For me, a convenient way to do this involves creating a simple alias for running a container. This allows me to distinguish between running any software and the container, while managing my files and data through my native operating system tools. I’ve set the following alias in my bashrc.

alias c='docker run --rm -it -v $(pwd):/home/$USER/`basename $PWD` -w /home/$USER/`basename $PWD` -e HOME=$HOME -e USER=$USER --user=$USER strata'

I can then just do c R (think c for container) to get R running in a container, c bash to drop into a bash shell on the container, c pandoc --version echoes the version of pandoc available on our container (or otherwise execute the container version of pandoc), and so forth.

explanation: a non-root container

The trick here is primarily to handle permissions appropriately. Docker is run as a root user by default, which results in any files created or modified become owned by root instead of the user, which is clearly not desirable. Getting around this requires quite a bit of trickery. The break down of each of these arguments is as follows:

  • --rm remove this container when we quit, we don’t need to let it persist as a stopped container we could later return to.
  • -it Interactive terminal
  • -v binds a host volume to the container. Files on the host working directory (pwd) will be available on the container, and changes made on the container are immediately written to the host directory:
-v $(pwd):/home/$USER/`basename $PWD`

The path after the colon specifies where this directory should live on the container: we specify in a directory that has the same name as the current working directory basename $PWD, located in the home directory of the user (e.g. where the user has write permissions).

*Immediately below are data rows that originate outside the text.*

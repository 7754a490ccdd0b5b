use crate::error::{CoreError, Result};
use crate::stack::{LayerStack, LayerState};

/// One undoable edit, stored as the layer state on either side of it.
#[derive(Debug, Clone)]
pub struct Snapshot {
    description: String,
    before: LayerState,
    after: LayerState,
}

impl Snapshot {
    pub fn description(&self) -> &str {
        &self.description
    }
}

/// Undo/redo history over a [`LayerStack`].
#[derive(Debug, Clone, Default)]
pub struct CommandHistory {
    undo_stack: Vec<Snapshot>,
    redo_stack: Vec<Snapshot>,
}

impl CommandHistory {
    pub fn new() -> Self {
        Self::default()
    }

    /// Run `f` against the stack and record it for undo.
    ///
    /// A failing closure records nothing. Its partial changes, if any, stay in
    /// the stack.
    pub fn execute<F, T>(&mut self, stack: &mut LayerStack, description: &str, f: F) -> Result<T>
    where
        F: FnOnce(&mut LayerStack) -> Result<T>,
    {
        let before = stack.snapshot();
        let result = f(stack)?;
        self.undo_stack.push(Snapshot {
            description: description.to_string(),
            before,
            after: stack.snapshot(),
        });
        self.redo_stack.clear();
        Ok(result)
    }

    pub fn undo(&mut self, stack: &mut LayerStack) -> Result<()> {
        let cmd = self.undo_stack.pop().ok_or(CoreError::NothingToUndo)?;
        stack.restore(cmd.before.clone());
        self.redo_stack.push(cmd);
        Ok(())
    }

    pub fn redo(&mut self, stack: &mut LayerStack) -> Result<()> {
        let cmd = self.redo_stack.pop().ok_or(CoreError::NothingToRedo)?;
        stack.restore(cmd.after.clone());
        self.undo_stack.push(cmd);
        Ok(())
    }

    pub fn can_undo(&self) -> bool {
        !self.undo_stack.is_empty()
    }

    pub fn can_redo(&self) -> bool {
        !self.redo_stack.is_empty()
    }

    pub fn undo_description(&self) -> Option<&str> {
        self.undo_stack.last().map(Snapshot::description)
    }

    pub fn redo_description(&self) -> Option<&str> {
        self.redo_stack.last().map(Snapshot::description)
    }

    pub fn clear(&mut self) {
        self.undo_stack.clear();
        self.redo_stack.clear();
    }
}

  • -w specifies the working directory we should drop into when our session on the container starts. We set this to match the path where we have just mounted our current working directory:
-w /home/$USER/`basename $PWD`
  • -e HOME=$HOME sets the value of the environmental variable HOME to whatever it is on the host machine (e.g. /home/username), so that when R tries to access ~/, it gets the user’s directory and not the root directory.

  • -e USER=$USER though this seems redundant, we set the user environmental variable by default in the cboettig/rstudio image, so this overrides that environmental variable with the current user.

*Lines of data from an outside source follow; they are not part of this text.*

use serde::{Deserialize, Serialize};

use crate::grid::{Rgb, fit_len};

pub const DEFAULT_FRAME_DURATION_MS: u32 = 100;

/// One flat frame of the host pattern: what the device actually plays.
#[derive(Debug, Clone, PartialEq, Eq, Serialize, Deserialize)]
pub struct Frame {
    pub pixels: Vec<Rgb>,
    pub duration_ms: u32,
}

impl Frame {
    pub fn new(pixels: Vec<Rgb>, duration_ms: u32) -> Self {
        Self {
            pixels,
            duration_ms,
        }
    }

    pub fn blank(pixel_count: usize) -> Self {
        Self::new(vec![Rgb::BLACK; pixel_count], DEFAULT_FRAME_DURATION_MS)
    }
}

/// The LED-matrix pattern the layer stack composites into.
#[derive(Debug, Clone, PartialEq, Eq, Serialize, Deserialize)]
pub struct Pattern {
    pub name: String,
    pub width: usize,
    pub height: usize,
    pub frames: Vec<Frame>,
}

impl Pattern {
    /// An empty pattern with no frames.
    pub fn new(name: impl Into<String>, width: usize, height: usize) -> Self {
        Self {
            name: name.into(),
            width,
            height,
            frames: Vec::new(),
        }
    }

    /// A pattern of `frame_count` black frames.
    pub fn blank(name: impl Into<String>, width: usize, height: usize, frame_count: usize) -> Self {
        let mut pattern = Self::new(name, width, height);
        pattern.frames = (0..frame_count)
            .map(|_| Frame::blank(width * height))
            .collect();
        pattern
    }

    pub fn pixel_count(&self) -> usize {
        self.width * self.height
    }

    pub fn frame_count(&self) -> usize {
        self.frames.len()
    }

    /// Change dimensions, padding or truncating every frame's pixels.
    pub fn resize(&mut self, width: usize, height: usize) {
        self.width = width;
        self.height = height;
        let count = self.pixel_count();
        for frame in &mut self.frames {
            frame.pixels = fit_len(&frame.pixels, count, Rgb::BLACK);
        }
    }
}

impl Default for Pattern {
    fn default() -> Self {
        Self::new("Untitled", 8, 8)
    }
}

  • --user=$USER Specifies the user we log in as. This is rather important, otherwise the we find that we are the root (or whatever user has been set in the Dockerfile). That would cause any files we generate from the container to be owned by the root user, not our local user. Note that this only works if the specific user has already been created (e.g. by adduser) on the container, otherwise this will fail.

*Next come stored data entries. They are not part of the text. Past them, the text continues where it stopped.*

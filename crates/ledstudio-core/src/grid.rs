//! Pixel types and the row-major grid every geometric transform works on.

use serde::{Deserialize, Serialize};

/// A single LED colour, 8 bits per channel.
#[derive(Debug, Clone, Copy, PartialEq, Eq, Hash, Default, Serialize, Deserialize)]
#[serde(from = "(u8, u8, u8)", into = "(u8, u8, u8)")]
pub struct Rgb {
    pub r: u8,
    pub g: u8,
    pub b: u8,
}

impl Rgb {
    pub const BLACK: Rgb = Rgb::new(0, 0, 0);

    pub const fn new(r: u8, g: u8, b: u8) -> Self {
        Self { r, g, b }
    }

    /// Black is the compositor's "transparent" colour.
    pub fn is_black(self) -> bool {
        self == Self::BLACK
    }

    /// Multiply every channel by `factor`, flooring the result.
    pub fn scale(self, factor: f32) -> Self {
        let f = |c: u8| (c as f32 * factor) as u8;
        Self::new(f(self.r), f(self.g), f(self.b))
    }

    pub fn invert(self) -> Self {
        Self::new(255 - self.r, 255 - self.g, 255 - self.b)
    }
}

impl From<(u8, u8, u8)> for Rgb {
    fn from((r, g, b): (u8, u8, u8)) -> Self {
        Self::new(r, g, b)
    }
}

impl From<Rgb> for (u8, u8, u8) {
    fn from(c: Rgb) -> Self {
        (c.r, c.g, c.b)
    }
}

/// A flat, row-major frame of pixels as consumed by previews and exporters.
pub type PixelBuffer = Vec<Rgb>;

/// Pad with `fill` or truncate so that `values` holds exactly `len` entries.
pub fn fit_len<T: Copy>(values: &[T], len: usize, fill: T) -> Vec<T> {
    let mut out = Vec::with_capacity(len);
    out.extend(values.iter().take(len).copied());
    out.resize(len, fill);
    out
}

/// A width x height grid stored row-major.
#[derive(Debug, Clone, PartialEq)]
pub struct Grid<T> {
    width: usize,
    height: usize,
    cells: Vec<T>,
}

impl<T: Copy> Grid<T> {
    pub fn filled(width: usize, height: usize, value: T) -> Self {
        Self {
            width,
            height,
            cells: vec![value; width * height],
        }
    }

    /// Build a grid from a flat sequence. Short input is padded with `fill`,
    /// long input is truncated.
    pub fn from_flat(width: usize, height: usize, flat: &[T], fill: T) -> Self {
        Self {
            width,
            height,
            cells: fit_len(flat, width * height, fill),
        }
    }

    pub fn into_flat(self) -> Vec<T> {
        self.cells
    }

    pub fn as_flat(&self) -> &[T] {
        &self.cells
    }

    pub fn width(&self) -> usize {
        self.width
    }

    pub fn height(&self) -> usize {
        self.height
    }

    /// Get the cell at (x, y). Panics if out of bounds.
    pub fn get(&self, x: usize, y: usize) -> T {
        self.cells[y * self.width + x]
    }

    /// Bounds-checked lookup with signed coordinates.
    pub fn get_signed(&self, x: i64, y: i64) -> Option<T> {
        if x < 0 || y < 0 || x >= self.width as i64 || y >= self.height as i64 {
            return None;
        }
        Some(self.get(x as usize, y as usize))
    }

    /// Set the cell at (x, y). Panics if out of bounds.
    pub fn set(&mut self, x: usize, y: usize, value: T) {
        self.cells[y * self.width + x] = value;
    }

    /// Write a cell if the signed coordinates fall inside the grid.
    pub fn set_signed(&mut self, x: i64, y: i64, value: T) -> bool {
        if x < 0 || y < 0 || x >= self.width as i64 || y >= self.height as i64 {
            return false;
        }
        self.set(x as usize, y as usize, value);
        true
    }

    /// Build a same-sized grid where each cell is read from `src(x, y)`.
    pub fn remap<F>(&self, fill: T, src: F) -> Self
    where
        F: Fn(usize, usize) -> Option<(i64, i64)>,
    {
        let mut out = Self::filled(self.width, self.height, fill);
        for y in 0..self.height {
            for x in 0..self.width {
                if let Some((sx, sy)) = src(x, y) {
                    if let Some(v) = self.get_signed(sx, sy) {
                        out.set(x, y, v);
                    }
                }
            }
        }
        out
    }
}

  • strata the name of the container (could be cboettig/ropensci, but my strata image provides a few additional customizations, created by it’s own Dockerfile. That Dockerfile (and its FROM dependencies) specify all the software available on this container. Importantly, it also already creates my username in it’s Dockerfile. Otherwise, the argument given above should use --user=rstudio, since the rstudio user is already created by the base image cboettig/rstudio, and thus available in cboettig/ropensci and strata. Note that this user can be created interactively by passing the environmental variable -e USER=$USER when running in deamon mode, since the user is then created by the start-up script. However, when we provide a custom command (like /usr/bin/R in this example, the CMD from the Dockerfile is overriden and the user isn’t created.

A stricter alias I considered first enforces running R as a container rather than a local operation:

alias R='docker run --rm -it -v $(pwd):/home/$USER/`basename $PWD` -w /home/$USER/`basename $PWD` -e HOME=$HOME --user=$USER strata /usr/bin/R'

Why not separate containers per application?

A more natural / more docker-esque approach might simply be to have separate containers for each application (R, pandoc, etc). This idealism belies the fact that I already need many of these tools installed on the same container, as they regularly interact in a deep way (e.g. R packages like rmarkdown already depend on pandoc), so these should really be thought of as a single development environment.